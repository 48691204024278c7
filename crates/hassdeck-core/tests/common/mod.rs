// Shared fixtures for hassdeck-core integration tests.
#![allow(clippy::unwrap_used, dead_code)]

use std::collections::VecDeque;
use std::sync::Arc;
use std::sync::Mutex;
use std::sync::atomic::{AtomicBool, AtomicUsize, Ordering};
use std::time::Duration;

use async_trait::async_trait;
use secrecy::SecretString;
use url::Url;

use hassdeck_core::{Controller, ControllerConfig, CoreError, Entity, HubApi, Registry, ServiceCall};

/// How the hub answers one service call.
#[derive(Debug, Clone, Copy, Default)]
pub struct Outcome {
    pub delay: Duration,
    pub fail: bool,
}

impl Outcome {
    pub fn fail() -> Self {
        Self {
            fail: true,
            ..Self::default()
        }
    }

    pub fn after(delay: Duration) -> Self {
        Self {
            delay,
            ..Self::default()
        }
    }
}

/// In-memory hub that records every call.
#[derive(Default)]
pub struct MockHub {
    states: Mutex<Vec<Entity>>,
    registry: Mutex<Registry>,
    calls: Mutex<Vec<ServiceCall>>,
    script: Mutex<VecDeque<Outcome>>,
    reachable: AtomicBool,
    polls: AtomicUsize,
    registry_fetches: AtomicUsize,
}

impl MockHub {
    pub fn new(states: Vec<Entity>) -> Arc<Self> {
        let hub = Self::default();
        hub.reachable.store(true, Ordering::SeqCst);
        *hub.states.lock().unwrap() = states;
        Arc::new(hub)
    }

    pub fn set_states(&self, states: Vec<Entity>) {
        *self.states.lock().unwrap() = states;
    }

    pub fn set_registry(&self, registry: Registry) {
        *self.registry.lock().unwrap() = registry;
    }

    pub fn set_reachable(&self, reachable: bool) {
        self.reachable.store(reachable, Ordering::SeqCst);
    }

    /// Queue the outcome of the next service call.
    pub fn push_outcome(&self, outcome: Outcome) {
        self.script.lock().unwrap().push_back(outcome);
    }

    pub fn calls(&self) -> Vec<ServiceCall> {
        self.calls.lock().unwrap().clone()
    }

    pub fn poll_count(&self) -> usize {
        self.polls.load(Ordering::SeqCst)
    }

    pub fn registry_fetch_count(&self) -> usize {
        self.registry_fetches.load(Ordering::SeqCst)
    }

    fn unreachable() -> CoreError {
        CoreError::ConnectionFailed {
            url: "http://hub.test:8123".into(),
            reason: "connection refused".into(),
        }
    }
}

#[async_trait]
impl HubApi for MockHub {
    async fn check_connection(&self) -> Result<(), CoreError> {
        if self.reachable.load(Ordering::SeqCst) {
            Ok(())
        } else {
            Err(Self::unreachable())
        }
    }

    async fn fetch_states(&self) -> Result<Vec<Entity>, CoreError> {
        self.polls.fetch_add(1, Ordering::SeqCst);
        if !self.reachable.load(Ordering::SeqCst) {
            return Err(Self::unreachable());
        }
        Ok(self.states.lock().unwrap().clone())
    }

    async fn fetch_registry(&self) -> Result<Registry, CoreError> {
        self.registry_fetches.fetch_add(1, Ordering::SeqCst);
        if !self.reachable.load(Ordering::SeqCst) {
            return Err(Self::unreachable());
        }
        Ok(self.registry.lock().unwrap().clone())
    }

    async fn call_service(&self, call: &ServiceCall) -> Result<(), CoreError> {
        self.calls.lock().unwrap().push(call.clone());
        let outcome = self.script.lock().unwrap().pop_front().unwrap_or_default();
        if !outcome.delay.is_zero() {
            tokio::time::sleep(outcome.delay).await;
        }
        if outcome.fail {
            Err(CoreError::CommandRejected {
                message: "service call failed".into(),
                status: Some(500),
            })
        } else {
            Ok(())
        }
    }
}

pub fn config() -> ControllerConfig {
    ControllerConfig::new(
        Url::parse("http://hub.test:8123").unwrap(),
        SecretString::from("test-token".to_string()),
    )
}

/// A connected controller without background polling.
pub async fn connected(hub: &Arc<MockHub>) -> Controller {
    let mut config = config();
    config.refresh_interval_secs = 0;
    let controller = Controller::new(config, Arc::clone(hub) as Arc<dyn HubApi>);
    controller.connect().await.unwrap();
    controller
}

-*-

Problem to solve | Find the word "time" in the entries above. Copy every line that has it.

Solution to the exercise |
use std::time::Duration;
            tokio::time::sleep(outcome.delay).await;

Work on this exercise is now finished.